The vein illuminating device, made by AccuVein Inc., uses a visible laser to show a map of veins on the surface of a patient’s skin, which allows the clinician to choose veins that will offer the greatest chance of success for needle placement on the first try. Since the vein finder does not make contact with the skin, it is painless and easy to clean. It is also effective on a range of skin tones. Clinicians can dock the device on an easy-to-position mobile stand when they need to work hands free.

According to Lisa Aiken, RN, MSN, Nurse Educator for the Intensive Care Unit and Emergency Department, Emory Johns Creek uses the vein finder in several areas of the hospital, including the Neonatal Intensive Care Unit (NICU) where veins in premature babies are very small and hard to find. It is also used in the Emergency Department and Outpatient Surgery.

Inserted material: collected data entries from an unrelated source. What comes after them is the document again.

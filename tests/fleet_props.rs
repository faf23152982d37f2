use proptest::prelude::*;
use rand::{rngs::SmallRng, SeedableRng};
use sinkdestroy::{
    is_valid_addition, occupied_cells, random_fleet, validate_fleet, validate_placement, Cell,
    Orientation, Placement, BOARD_SIZE, SHIPS,
};

fn orientation() -> impl Strategy<Value = Orientation> {
    prop_oneof![Just(Orientation::Horizontal), Just(Orientation::Vertical)]
}

proptest! {
    #![proptest_config(ProptestConfig::with_cases(128))]

    #[test]
    fn cells_form_contiguous_run(idx in 0..SHIPS.len(), x in 0..BOARD_SIZE, y in 0..BOARD_SIZE, o in orientation()) {
        let ship = SHIPS[idx];
        let p = Placement::new(ship, x, y, o);
        let cells = occupied_cells(&p);
        prop_assert_eq!(cells.len() as i32, ship.length());
        for (i, c) in cells.iter().enumerate() {
            let expected = match o {
                Orientation::Horizontal => Cell::new(x + i as i32, y),
                Orientation::Vertical => Cell::new(x, y + i as i32),
            };
            prop_assert_eq!(*c, expected);
        }
        // On the board exactly when every cell is.
        prop_assert_eq!(validate_placement(&p).is_ok(), cells.iter().all(|c| c.in_bounds()));
    }

    #[test]
    fn random_fleets_are_valid(seed in any::<u64>()) {
        let mut rng = SmallRng::seed_from_u64(seed);
        let fleet = random_fleet(&mut rng);
        prop_assert_eq!(validate_fleet(&fleet), Ok(()));
    }

    #[test]
    fn addition_ignores_existing_order(seed in any::<u64>(), idx in 0..SHIPS.len(), x in 0..BOARD_SIZE, y in 0..BOARD_SIZE, o in orientation()) {
        let mut rng = SmallRng::seed_from_u64(seed);
        let fleet = random_fleet(&mut rng);
        let candidate = Placement::new(SHIPS[idx], x, y, o);
        let reversed: Vec<Placement> = fleet.iter().rev().copied().collect();
        let overlaps = fleet.iter().any(|p| p.overlaps(&candidate));
        prop_assert_eq!(is_valid_addition(&candidate, &fleet), is_valid_addition(&candidate, &reversed));
        if overlaps {
            prop_assert!(!is_valid_addition(&candidate, &fleet));
        }
    }
}
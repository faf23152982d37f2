//! JSON wire contract spoken with the game server.

use serde::{Deserialize, Serialize};

use crate::common::{ApiError, Cell};
use crate::ship::Placement;

pub const PING_PATH: &str = "ping";
pub const JOIN_PATH: &str = "game/join";
pub const FIRE_PATH: &str = "game/fire";
pub const ENEMY_FIRE_PATH: &str = "game/enemyFire";

#[derive(Debug, Clone, PartialEq, Eq, Serialize, Deserialize)]
pub struct JoinRequest {
    pub player: String,
    pub gamekey: String,
    pub ships: Vec<Placement>,
}

#[derive(Debug, Clone, PartialEq, Eq, Serialize, Deserialize)]
pub struct FireRequest {
    pub player: String,
    pub gamekey: String,
    pub x: i32,
    pub y: i32,
}

/// Body of the enemy-fire long-poll.
#[derive(Debug, Clone, PartialEq, Eq, Serialize, Deserialize)]
pub struct EnemyFireRequest {
    pub player: String,
    pub gamekey: String,
}

#[derive(Debug, Clone, PartialEq, Eq, Default, Serialize, Deserialize)]
pub struct FireResponse {
    pub hit: bool,
    #[serde(rename = "shipsSunk", default)]
    pub ships_sunk: Vec<String>,
}

/// Reply to both join and enemy-fire. Missing coordinates mean the opponent
/// has not fired yet.
#[derive(Debug, Clone, PartialEq, Eq, Default, Serialize, Deserialize)]
pub struct EnemyFireResponse {
    #[serde(default, skip_serializing_if = "Option::is_none")]
    pub x: Option<i32>,
    #[serde(default, skip_serializing_if = "Option::is_none")]
    pub y: Option<i32>,
    #[serde(default)]
    pub gameover: bool,
}

impl EnemyFireResponse {
    /// No move yet and the game is still running.
    pub fn no_move() -> Self {
        Self::default()
    }

    /// The opponent fired at `(x, y)`.
    pub fn shot(x: i32, y: i32) -> Self {
        Self {
            x: Some(x),
            y: Some(y),
            gameover: false,
        }
    }

    /// The server reports the game as over.
    pub fn game_over() -> Self {
        Self {
            gameover: true,
            ..Self::default()
        }
    }

    /// Target cell, present only when both coordinates are.
    pub fn cell(&self) -> Option<Cell> {
        match (self.x, self.y) {
            (Some(x), Some(y)) => Some(Cell::new(x, y)),
            _ => None,
        }
    }

    /// Reject replies whose shot is half present or off the grid. Coordinates
    /// are ignored once the game is over.
    pub fn validated(self) -> Result<Self, ApiError> {
        if self.gameover {
            return Ok(self);
        }
        match (self.x, self.y) {
            (None, None) => Ok(self),
            (Some(x), Some(y)) if Cell::new(x, y).in_bounds() => Ok(self),
            (Some(x), Some(y)) => Err(ApiError::Malformed(format!(
                "shot {} is outside the grid",
                Cell::new(x, y)
            ))),
            _ => Err(ApiError::Malformed(
                "shot is missing a coordinate".to_string(),
            )),
        }
    }
}

#[derive(Debug, Clone, Copy, PartialEq, Eq, Default, Serialize, Deserialize)]
pub struct PingResponse {
    #[serde(default)]
    pub ping: Option<bool>,
}

/// Error body sent with non-success statuses.
#[derive(Debug, Clone, PartialEq, Eq, Serialize, Deserialize)]
pub struct ErrorResponse {
    #[serde(rename = "Error", default)]
    pub error: Option<String>,
}
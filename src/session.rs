//! Session record for one joined game.
//!
//! A [`Session`] is never mutated in place by the controller: every transition
//! builds the next record from the previous one, so a published snapshot stays
//! valid for as long as a reader holds it.

use std::collections::BTreeSet;

use crate::common::Cell;
use crate::config::NUM_SHIPS;
use crate::protocol::FireResponse;
use crate::ship::{Placement, ShipType};

/// Lifecycle of a session. Moves forward only, except for a reset to `Setup`
/// when joining fails.
#[derive(Debug, Clone, Copy, PartialEq, Eq, Default)]
pub enum Phase {
    #[default]
    Setup,
    Waiting,
    Playing,
    Finished,
}

/// What an opponent shot did to the local fleet.
#[derive(Debug, Clone, Copy, PartialEq, Eq)]
pub struct IncomingShot {
    pub cell: Cell,
    /// Ship that was hit, if any.
    pub hit: Option<ShipType>,
    /// Set when the hit ship has now been shot in every cell.
    pub sunk: Option<ShipType>,
    /// Every ship of the local fleet is sunk.
    pub fleet_destroyed: bool,
}

/// What a local shot did to the opponent, as reported by the server.
#[derive(Debug, Clone, PartialEq, Eq)]
pub struct OutgoingShot {
    pub cell: Cell,
    pub hit: bool,
    pub newly_sunk: Vec<String>,
    /// All opponent ship types have now been reported sunk.
    pub all_sunk: bool,
}

#[derive(Debug, Clone, PartialEq, Eq, Default)]
pub struct Session {
    pub player: String,
    pub game_key: String,
    pub phase: Phase,
    pub fleet: Vec<Placement>,
    /// Cells the opponent fired at.
    pub incoming: BTreeSet<Cell>,
    /// Local shots that hit.
    pub hits: BTreeSet<Cell>,
    /// Local shots that missed.
    pub misses: BTreeSet<Cell>,
    /// Opponent ship types reported sunk.
    pub sunk_enemy_ships: BTreeSet<String>,
    pub my_turn: bool,
    pub game_over: bool,
}

impl Session {
    pub fn new() -> Self {
        Self::default()
    }

    /// Fresh session waiting on the server after a join request.
    pub fn joining(player: &str, game_key: &str, fleet: &[Placement]) -> Self {
        Self {
            player: player.to_string(),
            game_key: game_key.to_string(),
            phase: Phase::Waiting,
            fleet: fleet.to_vec(),
            ..Self::default()
        }
    }

    /// Back to setup, keeping identifiers and fleet so the user can retry.
    pub fn reset(&self) -> Self {
        Self {
            player: self.player.clone(),
            game_key: self.game_key.clone(),
            fleet: self.fleet.clone(),
            ..Self::default()
        }
    }

    pub fn start_playing(&self, my_turn: bool) -> Self {
        Self {
            phase: Phase::Playing,
            my_turn,
            ..self.clone()
        }
    }

    pub fn finish(&self) -> Self {
        Self {
            phase: Phase::Finished,
            game_over: true,
            my_turn: false,
            ..self.clone()
        }
    }

    pub fn is_finished(&self) -> bool {
        self.phase == Phase::Finished
    }

    /// Whether the local player may fire now.
    pub fn can_fire(&self) -> bool {
        self.phase == Phase::Playing && self.my_turn && !self.game_over
    }

    /// Whether the local player already fired at `cell`.
    pub fn has_fired_at(&self, cell: Cell) -> bool {
        self.hits.contains(&cell) || self.misses.contains(&cell)
    }

    /// Local ships whose every cell has been shot.
    pub fn sunk_own_ships(&self) -> Vec<ShipType> {
        self.fleet
            .iter()
            .filter(|p| p.cells().iter().all(|c| self.incoming.contains(c)))
            .map(|p| p.ship)
            .collect()
    }

    /// Record an opponent shot. Hands the turn to the local player, or
    /// finishes the session once the whole fleet is sunk.
    pub fn apply_incoming_shot(&self, cell: Cell) -> (Self, IncomingShot) {
        let mut incoming = self.incoming.clone();
        incoming.insert(cell);

        let hit_ship = self.fleet.iter().find(|p| p.contains(cell));
        let sunk = hit_ship
            .filter(|p| p.cells().iter().all(|c| incoming.contains(c)))
            .map(|p| p.ship);
        let fleet_destroyed = !self.fleet.is_empty()
            && self
                .fleet
                .iter()
                .all(|p| p.cells().iter().all(|c| incoming.contains(c)));

        let next = Self {
            incoming,
            my_turn: !fleet_destroyed,
            game_over: fleet_destroyed,
            phase: if fleet_destroyed {
                Phase::Finished
            } else {
                Phase::Playing
            },
            ..self.clone()
        };
        let report = IncomingShot {
            cell,
            hit: hit_ship.map(|p| p.ship),
            sunk,
            fleet_destroyed,
        };
        (next, report)
    }

    /// Record the server's verdict on a local shot. Passes the turn to the
    /// opponent, or finishes the session once every opponent type is sunk.
    pub fn apply_fire_result(&self, cell: Cell, response: &FireResponse) -> (Self, OutgoingShot) {
        let mut hits = self.hits.clone();
        let mut misses = self.misses.clone();
        if response.hit {
            hits.insert(cell);
        } else {
            misses.insert(cell);
        }
        let mut sunk = self.sunk_enemy_ships.clone();
        let newly_sunk: Vec<String> = response
            .ships_sunk
            .iter()
            .filter(|name| sunk.insert((*name).clone()))
            .cloned()
            .collect();
        let all_sunk = sunk.len() >= NUM_SHIPS;

        let next = Self {
            hits,
            misses,
            sunk_enemy_ships: sunk,
            my_turn: false,
            game_over: all_sunk,
            phase: if all_sunk {
                Phase::Finished
            } else {
                Phase::Playing
            },
            ..self.clone()
        };
        let report = OutgoingShot {
            cell,
            hit: response.hit,
            newly_sunk,
            all_sunk,
        };
        (next, report)
    }
}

Aiken explains that suitable veins are often more difficult to locate in patients who are dehydrated, overweight or diabetic. Veins are also harder to find in older patients, and Aiken adds, anxiety can make veins harder to find, which is often the case in people who are about to give blood or undergo a procedure. Though new to the hospital, Aiken says patients have already expressed appreciation and satisfaction with the new device.

For more information on this exciting new technology, please visit Emory Johns Creek Hospital at www.emoryjohnscreek.com or call 678-474-7000.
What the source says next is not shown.